Der Betroffene hat die Kosten seines Rechtsmittels zu tragen.
Gründe
I.
Der Polizeipräsident in Berlin hat mit Bußgeldbescheid vom 24. Juli 2019 gegen den Betroffenen wegen fahrlässig begangener Überschreitung der zulässigen Höchstgeschwindigkeit innerhalb geschlossener Ortschaften um 31 km/h eine Geldbuße in Höhe von 200,00 € sowie ein einmonatiges Fahrverbot verhängt und eine Wirksamkeitsbestimmung nach § 25 Abs. 2a StVG getroffen. Auf seinen hiergegen gerichteten Einspruch hat ihn das Amtsgericht Tiergarten am 2. März 2020 wegen einer vorsätzlichen Verkehrsordnungswidrigkeit zu einer Geldbuße von 400,00 € unter Gewährung einer Zahlungserleichterung verurteilt, ihm für die Dauer von einen Monat verboten, Kraftfahrzeuge jeder Art im Straßenverkehr zu führen und eine Anordnung nach § 25a Abs. 2a StVG getroffen.
Mit seiner gegen dieses Urteil gerichteten Rechtsbeschwerde rügt der Betroffene die Verletzung formellen und materiellen Rechts. Die Generalstaatsanwaltschaft Berlin hat mit Zuschrift vom 16. Juni 2020 beantragt, die Rechtsbeschwerde nach § 79 Abs. 3 Satz 1 OWiG i.V.m. § 349 Abs. 2 StPO als offensichtlich unbegründet zu verwerfen.
II.
Die nach § 79 Abs. 1 Satz 1 Nr. 1 und 2 OWiG statthafte Rechtsbeschwerde hat in der Sache keinen Erfolg.

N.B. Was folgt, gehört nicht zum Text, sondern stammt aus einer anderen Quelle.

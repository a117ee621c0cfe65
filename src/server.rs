use crate::{config::ServerConfig, model::Model, routes::api_routes};
use axum::Router;
use std::collections::HashMap;
use std::sync::Arc;
use tokio::{net::TcpListener, sync::broadcast::Receiver, task::JoinHandle};

#[derive(Clone)]
pub struct SharedState {
    pub models: Arc<HashMap<String, Arc<Model>>>,
}

pub struct HttpServer {
    router: Router,
    listener: TcpListener,
}

impl HttpServer {
    pub async fn new(
        models: HashMap<String, Arc<Model>>,
        config: &ServerConfig,
    ) -> anyhow::Result<Self> {
        let addr = config.get_address();

        let app_state = SharedState {
            models: Arc::new(models),
        };

        let router = Router::new().merge(api_routes()).with_state(app_state);

        let listener = TcpListener::bind(addr).await?;

        Ok(Self { router, listener })
    }

    pub async fn run(
        self,
        shutdown_rx: Receiver<()>,
    ) -> anyhow::Result<JoinHandle<anyhow::Result<()>>> {
        tracing::info!("Starting app on {}", &self.listener.local_addr()?);

        let listener = self.listener;
        let router = self.router;
        let server_handle = tokio::spawn({
            let mut shutdown_rx = shutdown_rx.resubscribe();
            async move {
                let server = axum::serve(listener, router);
                server
                    .with_graceful_shutdown(async move {
                        shutdown_rx.recv().await.ok();
                    })
                    .await?;
                Ok(())
            }
        });

        Ok(server_handle)
    }
}
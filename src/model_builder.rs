//! Assembles `Model` instances from on-disk configuration files.
//!
//! A file that cannot be read or is not JSON fails with `BuildError::Load`;
//! a well-formed document that violates the schema fails with
//! `BuildError::Validation`. Building performs no network I/O: the backend
//! connector connects lazily on the first request.

use crate::model::Model;
use crate::model_config::{validate_config, ValidationError};
use crate::ovms_connector::{GrpcOvmsConnector, OvmsError};
use crate::postprocessing::builder_for;
use serde_json::Value;
use std::fs;
use std::path::Path;
use std::sync::Arc;
use std::time::Duration;
use thiserror::Error;

#[derive(Debug, Error)]
pub enum BuildError {
    #[error("failed to load model config `{path}`: {reason}")]
    Load { path: String, reason: String },
    #[error(transparent)]
    Validation(#[from] ValidationError),
    #[error("unknown model type `{0}`")]
    UnknownModelType(String),
    #[error("failed to configure backend connector: {0}")]
    Connector(OvmsError),
}

pub fn load_model_config(path: &Path) -> Result<Value, BuildError> {
    let load_error = |reason: String| BuildError::Load {
        path: path.display().to_string(),
        reason,
    };
    let raw = fs::read_to_string(path).map_err(|e| load_error(e.to_string()))?;
    serde_json::from_str(&raw).map_err(|e| load_error(e.to_string()))
}

pub fn build_model(
    path: &Path,
    ovms_address: &str,
    request_timeout: Duration,
) -> Result<Model, BuildError> {
    let raw = load_model_config(path)?;
    let config = validate_config(&raw)?;

    let response_builder = builder_for(&config.model_type)
        .ok_or_else(|| BuildError::UnknownModelType(config.model_type.clone()))?;

    let connector = GrpcOvmsConnector::new(
        ovms_address.to_string(),
        config.ovms_mapping.model_name.clone(),
        config.ovms_mapping.model_version,
        request_timeout,
    )
    .map_err(BuildError::Connector)?;

    tracing::info!(
        endpoint = %config.endpoint,
        model_type = %config.model_type,
        backend_model = %config.ovms_mapping.model_name,
        "loaded model configuration"
    );

    Ok(Model::new(config, Arc::new(connector), response_builder))
}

1. Die von Amts wegen veranlasste Prüfung der Verfahrensvoraussetzungen ergibt, dass die festgestellte Ordnungswidrigkeit - entgegen der Ansicht der Rechtsbeschwerde - nicht verjährt ist.
Gemäß § 26 Abs. 3 StVG beträgt die Frist der Verfolgungsverjährung für Ordnungswidrigkeiten nach § 24 StVG - wie hier - bis zum Erlass des Bußgeldbescheides drei Monate, danach sechs Monate.
a) Die zunächst dreimonatige Verjährungsfrist der am 28. Januar 2019 begangenen Ordnungswidrigkeit ist am 17. April 2019 durch die automatisiert veranlasste Übersendung eines Anhörungsbogens an den Betroffenen unterbrochen und zugleich erneut in Gang gesetzt worden, § 33 Abs. 1 Satz 1 Nr. 1, Abs. 3 Satz 1 OWiG. Dass die Anhörung unter einer fehlerhaften Anschrift - nämlich unter der Angabe einer falschen Hausnummer - angeordnet worden und der Anhörungsbogen deshalb dem Betroffenen nicht zugegangen ist, hindert die Verjährungsunterbrechung nicht. Denn maßgeblich für die Anwendung des § 33 Abs. 1 Satz 1 Nr. 1 OWiG ist die Anordnung der Anhörung (vgl. BGHSt 25, 6; Senat, Beschlüsse vom 21. August 2018 - 3 Ws (B) 185/18 -, juris und 28. Juni 2017 - 3 Ws (B) 148/17 -; OLG Hamm VRS 112, 46; BayObLG VRS 105, 301; OLG Frankfurt NJW 1998, 1328; OLG Stuttgart VRS 94, 456; Gürtler in Göhler, OWiG 17. Aufl., § 33 Rdn. 6a, 10; Ellbogen in Karlsruher Kommentar, OWiG 5. Aufl., § 33 Rdn. 23). Der Gesetzgeber hat damit den Unterbrechungstatbestand allein an ein Internum der Bußgeldbehörde geknüpft (OLG Hamm a.a.O.). Ist der Anhörungsbogen an eine unzutreffende Adresse gerichtet, führt dies nur dann nicht zu einer Unterbrechung der Verjährung, wenn der anordnende Beamte wusste, dass der Betroffene den Anhörungsbogen nicht erhalten werde (OLG Hamm a.a.O.). Für eine solchen Sachverhalt liegen indes keine Anhaltspunkte vor.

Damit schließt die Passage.